Cochrane was penitent. In fact, they had to hurry back down the beach to join the others when the space-ship appeared as a silvery gleam, high in the air, and then came swooping down with fierce flames underneath it to settle a quarter-mile inland.
Bell had a picture of the tiny diamond by the time the ground was cool enough for them to re-enter the ship. The way he photographed it, against a background which had nothing by which its size could be estimated, the little white stone looked like a Kohinoor. It was two transparent pyramids set base to base, and he even got color-flashes from it. And Jamison, forewarned, took pictures from the air of the blue-sand areas. They showed the tint the one tiny diamond explained.
The broadcast was highly successful. It began with a four-minute commercial in which the evils of faulty elimination were discussed with infinite delicacy, and it was clearly proved—to an audience waiting to look beyond the stars—that only Greshham's Intestinal Emollient allowed the body to make full use of vitamins, proteins, and the very newest enzymatic foundation-substances which everybody needed for really perfect health. There followed the approach shots to this planet, shots of the great beast-herds on the plains, views of luxuriant, waving foliage, the tide of shaggy animals as they came at dusk to their drinking-place, and there was an all-too-brief picturing of the blue-tinted soil which the last film-clip of all declared to be diamondiferous.
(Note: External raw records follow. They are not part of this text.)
use async_trait::async_trait;

use crate::error::TransportError;
use crate::internal::transport::structs::{TransportResponse, WebDavRequest};

/// 执行一次 HTTP 交换：发出请求，拿回状态码、响应头与响应体流。
///
/// 实现方负责连接池、TLS、重定向；客户端除了 401 认证重试之外不会自动重试。
/// 取消通过丢弃返回的 future 完成，实现方不能在 drop 之后继续占用连接。
#[async_trait]
pub trait Transport: Send + Sync {
    async fn execute(
        &self,
        request: WebDavRequest,
    ) -> Result<TransportResponse, TransportError>;
}
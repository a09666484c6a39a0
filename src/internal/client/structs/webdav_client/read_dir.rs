use futures_util::future::join_all;

use super::WebDavClient;
use crate::client::RequestContext;
use crate::error::WebDavError;
use crate::internal::path::path_resolver::normalize;
use crate::internal::webdav::enums::Depth;
use crate::remote_file::ResourceInfo;

impl WebDavClient {
    /// 列出目录的直接子项（`Depth: 1`），不包含目录自身，顺序与服务端返回一致。
    pub async fn read_dir(
        &self,
        ctx: &RequestContext,
        path: &str,
    ) -> Result<Vec<ResourceInfo>, WebDavError> {
        let path = normalize(path);
        let items = self.propfind(ctx, "ReadDir", &path, Depth::One).await?;

        Ok(items.into_iter().filter(|item| item.path() != path).collect())
    }

    /// 并发读取多个路径的元数据，结果与输入一一对应
    ///
    /// 不会做递归处理，所以需要递归请自行处理
    pub async fn stat_many(
        &self,
        ctx: &RequestContext,
        paths: &[&str],
    ) -> Vec<Result<ResourceInfo, WebDavError>> {
        let tasks = paths.iter().map(|path| self.stat(ctx, path));

        // 并发获取全部结果
        join_all(tasks).await
    }
}
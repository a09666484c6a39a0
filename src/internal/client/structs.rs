pub mod client_config;
pub mod request_context;
pub mod webdav_client;
pub mod webdav_client_builder;

// 重导出公共类型
pub use client_config::ClientConfig;
pub use request_context::RequestContext;
pub use webdav_client::WebDavClient;
pub use webdav_client_builder::WebDavClientBuilder;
Cochrane's direction of this show was almost inspired. The views of the animal herd were calculated to make any member of his audience think in simultaneous terms of glamour and adventure—with perfect personal safety, of course!—and of steaks, chops and roasts. The more gifted viewers back on Earth might even envision filets mignon. The infinitesimal diamond with its prismatic glitterings, of course, roused cupidity of another sort.
There were four commercials cut into these alluring views, the last was superimposed upon a view Bell had taken of the sunset-colors. And it might have seemed that the television audience would confuse the charm of the new world as pictured with the product insistently praised. But the public was pretty well toughened up against commercials nowadays. It was not deceived. As usual, it only deceived itself.